▶ **Task prompt**
Collect every line below that contains the word "whose".
== Segment start ==
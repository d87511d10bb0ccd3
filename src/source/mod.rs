//! Source model: file identities, comment lines and cross-file references
//!
//! Every supported language implements [`SourceLanguage`]: a [`LexSyntax`]
//! that drives the shared lexer state machine plus a reference extractor
//! that reads include/import directives from the lexer's masked code view.
//!
//! | Language | Extensions                                  | Directives                          |
//! |----------|---------------------------------------------|-------------------------------------|
//! | C/C++    | `.c` `.cc` `.cpp` `.cxx` `.h` `.hh` `.hpp`  | `#include "x"`, `#include <x>`      |
//! | Java     | `.java`                                     | `package`, `import`, `import static`|
//! | PHP      | `.php`                                      | `include`, `require` (+ `_once`)    |

pub mod lexer;
pub mod cpp;
pub mod java;
pub mod php;

pub use cpp::CppSource;
pub use java::JavaSource;
pub use lexer::{lex, LexDiagnostic, LexSyntax, LexedSource};
pub use php::PhpSource;

use serde::{Deserialize, Serialize};
use std::fmt;

// ─── File Identity ──────────────────────────────────────────────────

/// Identity of a file inside a package: directory path (absent for
/// package-root files) plus file name. Paths always use `/`.
#[derive(Debug, Clone, PartialEq, Eq, Hash, PartialOrd, Ord, Serialize, Deserialize)]
#[serde(from = "String", into = "String")]
pub struct FileId {
    pub path: Option<String>,
    pub name: String,
}

impl FileId {
    pub fn new(path: Option<&str>, name: impl Into<String>) -> Self {
        let path = path
            .map(|p| p.trim_matches('/'))
            .filter(|p| !p.is_empty())
            .map(str::to_string);
        Self {
            path,
            name: name.into(),
        }
    }

    /// A file at the package root
    pub fn root(name: impl Into<String>) -> Self {
        Self::new(None, name)
    }

    /// Split a `/`-separated package path into directory and name
    pub fn parse(full: &str) -> Self {
        let full = full.replace('\\', "/");
        match full.trim_matches('/').rsplit_once('/') {
            Some((dir, name)) => Self::new(Some(dir), name),
            None => Self::root(full.trim_matches('/')),
        }
    }

    /// Resolve `relative` against `dir`, normalizing `.` and `..` segments.
    /// Returns `None` when nothing is left to name a file.
    pub fn resolve(dir: Option<&str>, relative: &str) -> Option<Self> {
        let relative = relative.replace('\\', "/");
        let mut segments: Vec<&str> = if relative.starts_with('/') {
            Vec::new()
        } else {
            dir.map(|d| d.split('/').filter(|s| !s.is_empty()).collect())
                .unwrap_or_default()
        };

        for segment in relative.split('/') {
            match segment {
                "" | "." => {}
                ".." => {
                    segments.pop();
                }
                s => segments.push(s),
            }
        }

        let name = segments.pop()?;
        let path = segments.join("/");
        Some(Self::new(Some(&path), name))
    }

    pub fn directory(&self) -> Option<&str> {
        self.path.as_deref()
    }

    /// Extension after the final `.`, if any
    pub fn extension(&self) -> Option<&str> {
        self.name.rsplit_once('.').map(|(_, ext)| ext)
    }

    /// Name without its final extension
    pub fn stem(&self) -> &str {
        match self.name.rsplit_once('.') {
            Some((stem, _)) if !stem.is_empty() => stem,
            _ => &self.name,
        }
    }

    /// A `*`-prefixed name stands for every file in the directory ending
    /// with the rest of the name
    pub fn is_wildcard(&self) -> bool {
        self.name.starts_with('*')
    }
}

impl fmt::Display for FileId {
    fn fmt(&self, f: &mut fmt::Formatter<'_>) -> fmt::Result {
        match &self.path {
            Some(path) => write!(f, "{}/{}", path, self.name),
            None => write!(f, "{}", self.name),
        }
    }
}

impl From<String> for FileId {
    fn from(full: String) -> Self {
        Self::parse(&full)
    }
}

impl From<FileId> for String {
    fn from(id: FileId) -> Self {
        id.to_string()
    }
}

// ─── Comment Lines ──────────────────────────────────────────────────

/// Comment-only content of one source line. `text` is the substring of
/// the originating line that starts at byte offset `column`.
#[derive(Debug, Clone, PartialEq, Eq, Serialize, Deserialize)]
pub struct CommentLine {
    pub text: String,
    pub line: usize,
    pub column: usize,
}

impl CommentLine {
    pub fn new(text: impl Into<String>, line: usize, column: usize) -> Self {
        Self {
            text: text.into(),
            line,
            column,
        }
    }

    /// Wrap plain-text lines (license and notice files) as comment lines
    pub fn wrap_plain(lines: &[String]) -> Vec<CommentLine> {
        lines
            .iter()
            .enumerate()
            .map(|(line, text)| CommentLine::new(text.clone(), line, 0))
            .collect()
    }
}

// ─── References ─────────────────────────────────────────────────────

/// How one file refers to another
#[derive(Debug, Clone, Copy, PartialEq, Eq, Hash, PartialOrd, Ord, Serialize, Deserialize)]
pub enum ReferenceKind {
    /// Package/class import (Java)
    Import,
    /// Textual inclusion (C/C++ `#include "x"`, PHP `include`)
    StaticInclude,
    /// System header or platform package; never checked for conflicts
    ImportStandardLibrary,
    /// Directive whose target is only known at run time
    Unparsable,
}

impl ReferenceKind {
    /// Whether references of this kind carry license obligations across files
    pub fn is_linking(&self) -> bool {
        matches!(self, Self::Import | Self::StaticInclude)
    }
}

impl fmt::Display for ReferenceKind {
    fn fmt(&self, f: &mut fmt::Formatter<'_>) -> fmt::Result {
        match self {
            Self::Import => write!(f, "import"),
            Self::StaticInclude => write!(f, "static include"),
            Self::ImportStandardLibrary => write!(f, "standard library import"),
            Self::Unparsable => write!(f, "unparsable"),
        }
    }
}

/// A detected import/include relationship
#[derive(Debug, Clone, PartialEq, Eq, Hash, Serialize, Deserialize)]
pub struct Reference {
    pub source: FileId,
    pub target: Option<FileId>,
    pub kind: ReferenceKind,
    /// The directive as written (trimmed)
    pub declaration: String,
    /// Why the reference could not be resolved, when it could not
    pub info: Option<String>,
    /// 0-based line of the directive
    pub line: usize,
}

impl Reference {
    pub fn new(
        source: FileId,
        target: Option<FileId>,
        kind: ReferenceKind,
        declaration: impl Into<String>,
        line: usize,
    ) -> Self {
        Self {
            source,
            target,
            kind,
            declaration: declaration.into(),
            info: None,
            line,
        }
    }

    /// A directive whose target cannot be determined statically
    pub fn unparsable(
        source: FileId,
        declaration: impl Into<String>,
        info: impl Into<String>,
        line: usize,
    ) -> Self {
        Self {
            source,
            target: None,
            kind: ReferenceKind::Unparsable,
            declaration: declaration.into(),
            info: Some(info.into()),
            line,
        }
    }

    pub fn is_wildcard(&self) -> bool {
        self.kind.is_linking() && self.target.as_ref().is_some_and(FileId::is_wildcard)
    }
}

// ─── Languages ──────────────────────────────────────────────────────

/// Result of scanning one source file
#[derive(Debug, Clone, Default)]
pub struct ScannedSource {
    pub comments: Vec<CommentLine>,
    pub references: Vec<Reference>,
    pub diagnostics: Vec<LexDiagnostic>,
}

/// A supported source language: lexer syntax plus reference extraction
pub trait SourceLanguage: Send + Sync {
    fn name(&self) -> &'static str;

    /// Lower-case file extensions handled by this language
    fn extensions(&self) -> &'static [&'static str];

    fn syntax(&self) -> &'static LexSyntax;

    /// Extract references from the masked code view of a lexed file
    fn extract_references(&self, file: &FileId, lines: &[String], lexed: &LexedSource)
        -> Vec<Reference>;

    fn handles(&self, file: &FileId) -> bool {
        file.extension()
            .map(|ext| ext.to_ascii_lowercase())
            .is_some_and(|ext| self.extensions().contains(&ext.as_str()))
    }

    /// Lex the file and extract its references
    fn scan(&self, file: &FileId, lines: &[String]) -> ScannedSource {
        let lexed = lex(lines, self.syntax());
        let references = self.extract_references(file, lines, &lexed);
        ScannedSource {
            comments: lexed.comments,
            references,
            diagnostics: lexed.diagnostics,
        }
    }
}

static LANGUAGES: [&dyn SourceLanguage; 3] = [&JavaSource, &CppSource, &PhpSource];

/// Pick the language for a file by extension (case-insensitive)
pub fn language_for(file: &FileId) -> Option<&'static dyn SourceLanguage> {
    LANGUAGES.iter().copied().find(|lang| lang.handles(file))
}

/// Is the given file a supported source file?
pub fn is_source_file(file: &FileId) -> bool {
    language_for(file).is_some()
}

// ─── Tests ──────────────────────────────────────────────────────────

#[cfg(test)]
mod tests {
    use super::*;

    #[test]
    fn test_file_id_display_and_parse() {
        let id = FileId::new(Some("src/main"), "Foo.java");
        assert_eq!(id.to_string(), "src/main/Foo.java");
        assert_eq!(FileId::parse("src/main/Foo.java"), id);
        assert_eq!(FileId::parse("README"), FileId::root("README"));
        assert_eq!(FileId::new(Some(""), "a.c").path, None);
    }

    #[test]
    fn test_resolve_normalizes_segments() {
        let id = FileId::resolve(Some("a/b"), "../c/./d.h").unwrap();
        assert_eq!(id, FileId::new(Some("a/c"), "d.h"));
        let root = FileId::resolve(Some("a"), "../x.php").unwrap();
        assert_eq!(root, FileId::root("x.php"));
        assert!(FileId::resolve(None, "").is_none());
    }

    #[test]
    fn test_stem_strips_final_extension() {
        assert_eq!(FileId::root("Foo.java").stem(), "Foo");
        assert_eq!(FileId::root("archive.tar.gz").stem(), "archive.tar");
        assert_eq!(FileId::root("Makefile").stem(), "Makefile");
    }

    #[test]
    fn test_language_detection() {
        assert_eq!(language_for(&FileId::root("Xml.java")).unwrap().name(), "java");
        assert_eq!(language_for(&FileId::root("Xml.JaVa")).unwrap().name(), "java");
        assert_eq!(language_for(&FileId::root("Xml.cpp")).unwrap().name(), "c++");
        assert_eq!(language_for(&FileId::root("x.H")).unwrap().name(), "c++");
        assert_eq!(language_for(&FileId::root("index.php")).unwrap().name(), "php");
        assert!(language_for(&FileId::root("Xml.txt")).is_none());
        assert!(!is_source_file(&FileId::root("LICENSE")));
    }

    #[test]
    fn test_file_id_serializes_as_string() {
        let id = FileId::new(Some("lib"), "a.c");
        let json = serde_json::to_string(&id).unwrap();
        assert_eq!(json, "\"lib/a.c\"");
        let back: FileId = serde_json::from_str(&json).unwrap();
        assert_eq!(back, id);
    }
}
== Segment end ==
▶ **Answer to the exercise**
    /// Directive whose target is only known at run time
    /// A directive whose target cannot be determined statically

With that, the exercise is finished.